Che l’ex ministro della Pubblica Amministrazione e Innovazione scriva sul Foglio che il risultato del governo Monti su Agenda Digitale e dintorni sia solo un “fiume di parole”, ci sta. Chi è stato prima o viene dopo ha sempre diritto di rimpianto o di speranza. Un’occasione per smentire Renato Brunetta, però, l’esecutivo tecnico ce l’ha e vicinissima: domani, venerdì 24, nel primo consiglio dei ministri dopo la brevissima pausa estiva.

Potrebbe ad esempio nominare il direttore generale della neonata Agenzia nata per attuare l’Agenda Digitale che ancora non c’è ma è stata ripetutamente annunciata e promessa.
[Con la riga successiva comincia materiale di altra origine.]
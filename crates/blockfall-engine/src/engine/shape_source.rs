use rand::{Rng as _, SeedableRng as _};
use rand_pcg::Pcg32;

use super::shape_catalog::ShapeCatalog;

/// Chooses the shape of the next spawned piece.
///
/// The session asks for a new index every time a piece spawns. Indices wrap
/// around the catalog length.
pub trait ShapeSource: std::fmt::Debug {
    fn next_shape(&mut self, catalog: &ShapeCatalog) -> usize;
}

/// Picks shapes uniformly at random.
///
/// Using the same seed produces the same sequence of shapes:
///
/// ```
/// use blockfall_engine::{RandomShapeSource, ShapeCatalog, ShapeSource as _};
///
/// let catalog = ShapeCatalog::standard(5).unwrap();
/// let mut a = RandomShapeSource::with_seed(42);
/// let mut b = RandomShapeSource::with_seed(42);
/// for _ in 0..10 {
///     assert_eq!(a.next_shape(&catalog), b.next_shape(&catalog));
/// }
/// ```
#[derive(Debug, Clone)]
pub struct RandomShapeSource {
    rng: Pcg32,
}

impl Default for RandomShapeSource {
    fn default() -> Self {
        Self::new()
    }
}

impl RandomShapeSource {
    /// Creates a source seeded from the thread-local generator.
    #[must_use]
    pub fn new() -> Self {
        Self::with_seed(rand::rng().random())
    }

    #[must_use]
    pub fn with_seed(seed: u64) -> Self {
        Self {
            rng: Pcg32::seed_from_u64(seed),
        }
    }
}

impl ShapeSource for RandomShapeSource {
    fn next_shape(&mut self, catalog: &ShapeCatalog) -> usize {
        self.rng.random_range(0..catalog.len())
    }
}

/// Cycles through a fixed list of catalog indices.
#[derive(Debug, Clone)]
pub struct SequenceShapeSource {
    indices: Vec<usize>,
    next: usize,
}

impl SequenceShapeSource {
    /// Creates a source repeating `indices`. An empty list always yields index 0.
    #[must_use]
    pub fn new(indices: Vec<usize>) -> Self {
        Self { indices, next: 0 }
    }
}

impl ShapeSource for SequenceShapeSource {
    fn next_shape(&mut self, catalog: &ShapeCatalog) -> usize {
        let Some(&index) = self.indices.get(self.next) else {
            return 0;
        };
        self.next = (self.next + 1) % self.indices.len();
        index % catalog.len()
    }
}
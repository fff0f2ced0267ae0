use std::path::PathBuf;

use anyhow::Context as _;
use blockfall_engine::{GameConfig, GameSession, RandomShapeSource, ShapeCatalog};
use clap::{Parser, Subcommand};

use crate::util;

use self::{play::PlayArg, simulate::SimulateArg};

mod play;
mod simulate;

#[derive(Debug, Clone, Parser)]
#[command(author, version, about, long_about = None)]
pub struct CommandArgs {
    /// What mode to run the program in
    #[command(subcommand)]
    mode: Option<Mode>,
}

#[derive(Debug, Clone, Subcommand)]
enum Mode {
    /// Play in the terminal
    Play(#[clap(flatten)] PlayArg),
    /// Run a game headlessly with random input and print a summary
    Simulate(#[clap(flatten)] SimulateArg),
}

/// Options shared by every mode that starts a game session.
#[derive(Default, Debug, Clone, clap::Args)]
pub(crate) struct SessionArg {
    /// Game config file (JSON). Missing fields take their default values
    #[clap(long)]
    config: Option<PathBuf>,
    /// Shape definition file (JSON). Defaults to the seven tetrominoes
    #[clap(long)]
    shapes: Option<PathBuf>,
    /// Seed for the shape sequence
    #[clap(long)]
    seed: Option<u64>,
}

impl SessionArg {
    pub(crate) fn build_session(&self) -> anyhow::Result<GameSession> {
        let config = match &self.config {
            Some(path) => util::read_config_file(path)?,
            None => GameConfig::default(),
        };
        let catalog = match &self.shapes {
            Some(path) => {
                let definitions = util::read_shapes_file(path)?;
                ShapeCatalog::from_definitions(&definitions, config.max_shape_size)
                    .with_context(|| format!("Invalid shape file: {}", path.display()))?
            }
            None => ShapeCatalog::standard(config.max_shape_size)
                .context("max_shape_size is too small for the standard shapes")?,
        };
        let source = self
            .seed
            .map_or_else(RandomShapeSource::new, RandomShapeSource::with_seed);
        let session =
            GameSession::new(config, catalog, source).context("Failed to start game session")?;
        Ok(session)
    }
}

pub fn run() -> anyhow::Result<()> {
    let args = CommandArgs::parse();
    match args.mode.unwrap_or(Mode::Play(PlayArg::default())) {
        Mode::Play(arg) => play::run(&arg)?,
        Mode::Simulate(arg) => simulate::run(&arg)?,
    }
    Ok(())
}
Potrebbe persino dare una spinta concreta a quel piano sulle start up, le nuove imprese innovative, che finora ha prodotto solo power point, convegni e gruppi di lavoro.

Che la crescita possibile passi dalla svolta digitale è ormai senso comune: porterebbe risparmi nella pubblica amministrazione, creerebbe nuove opportunità di business e di conseguenza occupazione aggiuntiva. Ma dal dire al fare c’è di mezzo l’intramontabile esercizio della spartizione, condito da un piglio managerial-consulenziale che non sempre “fitta” (come dicono i consulenti, appunto, cioè si adatta) con i bizantini linguaggi e percorsi della burocrazia ministeriale. Il risultato sono i decreti bis e i continui rinvii.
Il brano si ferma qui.